[Opening Information shown section]

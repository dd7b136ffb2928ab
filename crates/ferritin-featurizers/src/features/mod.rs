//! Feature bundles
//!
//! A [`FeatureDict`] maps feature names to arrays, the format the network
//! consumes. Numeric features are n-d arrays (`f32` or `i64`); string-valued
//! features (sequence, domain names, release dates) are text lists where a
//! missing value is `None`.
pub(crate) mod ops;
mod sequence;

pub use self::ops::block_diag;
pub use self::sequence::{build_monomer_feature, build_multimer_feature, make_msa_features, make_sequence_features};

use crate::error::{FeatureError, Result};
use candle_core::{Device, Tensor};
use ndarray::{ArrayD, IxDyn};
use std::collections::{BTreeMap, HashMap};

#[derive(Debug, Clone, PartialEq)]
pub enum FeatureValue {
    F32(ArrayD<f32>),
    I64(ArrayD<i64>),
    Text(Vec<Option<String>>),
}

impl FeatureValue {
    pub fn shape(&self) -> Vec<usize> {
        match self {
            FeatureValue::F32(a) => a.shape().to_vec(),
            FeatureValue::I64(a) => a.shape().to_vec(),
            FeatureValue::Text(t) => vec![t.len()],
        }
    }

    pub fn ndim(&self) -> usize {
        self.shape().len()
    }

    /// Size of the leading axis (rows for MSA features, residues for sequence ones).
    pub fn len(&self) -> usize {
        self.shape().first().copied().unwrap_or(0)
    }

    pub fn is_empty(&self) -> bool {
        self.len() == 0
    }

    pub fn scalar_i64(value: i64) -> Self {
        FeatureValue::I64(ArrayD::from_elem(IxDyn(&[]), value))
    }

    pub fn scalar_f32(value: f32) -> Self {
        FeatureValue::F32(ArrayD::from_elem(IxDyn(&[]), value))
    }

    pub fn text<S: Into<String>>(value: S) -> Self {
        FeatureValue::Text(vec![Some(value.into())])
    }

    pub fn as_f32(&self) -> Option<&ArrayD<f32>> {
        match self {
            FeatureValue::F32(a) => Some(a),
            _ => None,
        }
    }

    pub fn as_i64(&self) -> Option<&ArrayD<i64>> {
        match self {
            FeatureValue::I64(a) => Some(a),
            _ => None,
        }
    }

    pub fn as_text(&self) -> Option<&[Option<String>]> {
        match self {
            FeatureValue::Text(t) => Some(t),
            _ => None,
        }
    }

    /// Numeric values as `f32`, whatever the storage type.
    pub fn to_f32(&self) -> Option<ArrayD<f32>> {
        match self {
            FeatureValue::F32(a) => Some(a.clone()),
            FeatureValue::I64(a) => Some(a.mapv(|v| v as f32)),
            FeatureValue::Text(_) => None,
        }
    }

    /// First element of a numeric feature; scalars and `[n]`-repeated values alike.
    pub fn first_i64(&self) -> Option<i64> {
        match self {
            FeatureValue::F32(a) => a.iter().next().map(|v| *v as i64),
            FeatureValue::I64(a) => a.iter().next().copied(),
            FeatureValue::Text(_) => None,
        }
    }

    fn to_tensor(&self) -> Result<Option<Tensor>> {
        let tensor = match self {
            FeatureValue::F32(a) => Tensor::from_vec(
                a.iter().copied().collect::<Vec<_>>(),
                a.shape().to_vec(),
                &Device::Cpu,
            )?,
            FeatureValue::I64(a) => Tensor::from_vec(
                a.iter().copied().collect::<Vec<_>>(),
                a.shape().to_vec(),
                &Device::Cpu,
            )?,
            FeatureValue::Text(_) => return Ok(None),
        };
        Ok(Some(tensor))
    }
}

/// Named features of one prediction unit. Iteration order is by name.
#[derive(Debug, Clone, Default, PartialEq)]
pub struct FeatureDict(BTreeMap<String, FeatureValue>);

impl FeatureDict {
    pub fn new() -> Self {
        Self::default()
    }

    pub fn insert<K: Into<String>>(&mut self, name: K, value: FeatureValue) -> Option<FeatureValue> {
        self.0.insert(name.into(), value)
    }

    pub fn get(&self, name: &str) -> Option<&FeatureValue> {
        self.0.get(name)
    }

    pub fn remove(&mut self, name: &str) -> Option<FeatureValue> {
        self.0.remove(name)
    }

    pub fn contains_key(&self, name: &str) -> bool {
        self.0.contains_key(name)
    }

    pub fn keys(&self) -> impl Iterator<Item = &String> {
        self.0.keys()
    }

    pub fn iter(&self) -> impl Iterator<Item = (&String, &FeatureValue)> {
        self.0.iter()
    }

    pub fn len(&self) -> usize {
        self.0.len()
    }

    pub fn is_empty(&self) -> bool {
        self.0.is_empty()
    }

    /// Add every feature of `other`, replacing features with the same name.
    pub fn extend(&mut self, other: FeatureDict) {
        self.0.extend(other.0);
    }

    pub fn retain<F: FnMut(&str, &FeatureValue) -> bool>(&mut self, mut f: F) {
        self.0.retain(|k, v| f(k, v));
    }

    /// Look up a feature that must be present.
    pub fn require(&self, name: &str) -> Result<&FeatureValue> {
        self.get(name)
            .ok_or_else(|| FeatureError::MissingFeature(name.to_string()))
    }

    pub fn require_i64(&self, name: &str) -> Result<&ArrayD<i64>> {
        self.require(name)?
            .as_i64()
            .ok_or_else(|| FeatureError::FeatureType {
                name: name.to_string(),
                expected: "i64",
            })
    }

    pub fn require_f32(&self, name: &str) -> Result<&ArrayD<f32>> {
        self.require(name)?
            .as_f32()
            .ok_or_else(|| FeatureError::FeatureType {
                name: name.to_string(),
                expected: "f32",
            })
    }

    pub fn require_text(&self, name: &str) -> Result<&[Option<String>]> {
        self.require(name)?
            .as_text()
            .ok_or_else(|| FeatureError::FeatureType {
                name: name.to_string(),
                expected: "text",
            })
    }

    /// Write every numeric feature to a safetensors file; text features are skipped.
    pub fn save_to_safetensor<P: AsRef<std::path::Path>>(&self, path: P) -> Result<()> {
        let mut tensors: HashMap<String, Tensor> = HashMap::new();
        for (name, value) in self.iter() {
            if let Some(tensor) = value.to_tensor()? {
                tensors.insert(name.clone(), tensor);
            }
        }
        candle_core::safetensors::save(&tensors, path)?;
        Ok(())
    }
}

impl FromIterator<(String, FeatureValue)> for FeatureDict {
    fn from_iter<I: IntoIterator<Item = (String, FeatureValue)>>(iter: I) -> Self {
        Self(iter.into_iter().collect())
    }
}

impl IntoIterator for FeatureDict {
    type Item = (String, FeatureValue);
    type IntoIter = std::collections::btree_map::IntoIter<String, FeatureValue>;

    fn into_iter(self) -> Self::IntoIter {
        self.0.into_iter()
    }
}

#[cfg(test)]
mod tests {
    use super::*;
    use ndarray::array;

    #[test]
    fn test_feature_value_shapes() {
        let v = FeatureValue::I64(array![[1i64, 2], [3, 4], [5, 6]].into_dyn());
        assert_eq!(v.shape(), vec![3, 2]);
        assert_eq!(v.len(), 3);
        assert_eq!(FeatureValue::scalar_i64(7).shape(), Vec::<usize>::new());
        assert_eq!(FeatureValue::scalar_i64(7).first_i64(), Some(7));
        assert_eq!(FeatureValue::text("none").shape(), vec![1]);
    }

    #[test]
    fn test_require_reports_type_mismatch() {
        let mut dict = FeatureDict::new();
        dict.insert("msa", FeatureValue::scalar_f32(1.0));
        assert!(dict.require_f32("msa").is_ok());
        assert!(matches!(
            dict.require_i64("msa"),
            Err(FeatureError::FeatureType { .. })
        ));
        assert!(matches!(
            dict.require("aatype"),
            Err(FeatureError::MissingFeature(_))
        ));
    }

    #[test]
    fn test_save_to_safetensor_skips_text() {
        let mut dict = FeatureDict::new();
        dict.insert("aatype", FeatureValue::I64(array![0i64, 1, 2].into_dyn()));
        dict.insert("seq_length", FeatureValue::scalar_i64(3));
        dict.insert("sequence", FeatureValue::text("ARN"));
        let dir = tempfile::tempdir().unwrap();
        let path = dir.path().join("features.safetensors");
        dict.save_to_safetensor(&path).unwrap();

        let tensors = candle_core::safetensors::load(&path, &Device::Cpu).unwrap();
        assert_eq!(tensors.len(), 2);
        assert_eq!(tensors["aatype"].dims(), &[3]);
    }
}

[Closing Information shown section]
[Opening Information shown section]

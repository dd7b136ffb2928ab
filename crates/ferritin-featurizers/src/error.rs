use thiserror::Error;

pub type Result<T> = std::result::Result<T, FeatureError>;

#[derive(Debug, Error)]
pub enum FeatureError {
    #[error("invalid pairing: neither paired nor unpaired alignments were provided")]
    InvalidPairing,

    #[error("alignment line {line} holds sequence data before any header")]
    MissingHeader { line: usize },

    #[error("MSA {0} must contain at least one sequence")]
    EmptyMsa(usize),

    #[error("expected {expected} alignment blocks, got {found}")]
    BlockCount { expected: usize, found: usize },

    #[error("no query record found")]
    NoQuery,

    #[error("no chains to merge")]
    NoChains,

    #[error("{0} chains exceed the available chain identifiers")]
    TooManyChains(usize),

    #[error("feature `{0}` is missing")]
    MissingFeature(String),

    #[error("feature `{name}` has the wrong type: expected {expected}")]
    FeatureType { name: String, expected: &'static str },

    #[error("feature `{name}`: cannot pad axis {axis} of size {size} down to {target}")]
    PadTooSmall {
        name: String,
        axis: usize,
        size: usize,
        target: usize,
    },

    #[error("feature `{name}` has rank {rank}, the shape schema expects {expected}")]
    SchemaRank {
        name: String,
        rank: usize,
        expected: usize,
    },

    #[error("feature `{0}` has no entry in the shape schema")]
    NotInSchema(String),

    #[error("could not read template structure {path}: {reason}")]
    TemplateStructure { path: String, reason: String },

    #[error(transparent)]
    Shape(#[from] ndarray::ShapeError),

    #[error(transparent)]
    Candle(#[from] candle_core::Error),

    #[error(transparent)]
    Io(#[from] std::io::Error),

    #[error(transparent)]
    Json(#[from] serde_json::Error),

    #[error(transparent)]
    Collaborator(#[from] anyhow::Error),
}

[Closing Information shown section]

Your task.
Reading through the preceding records, tally each line that holds the word "bool" and give the tally by itself.

Written response.
4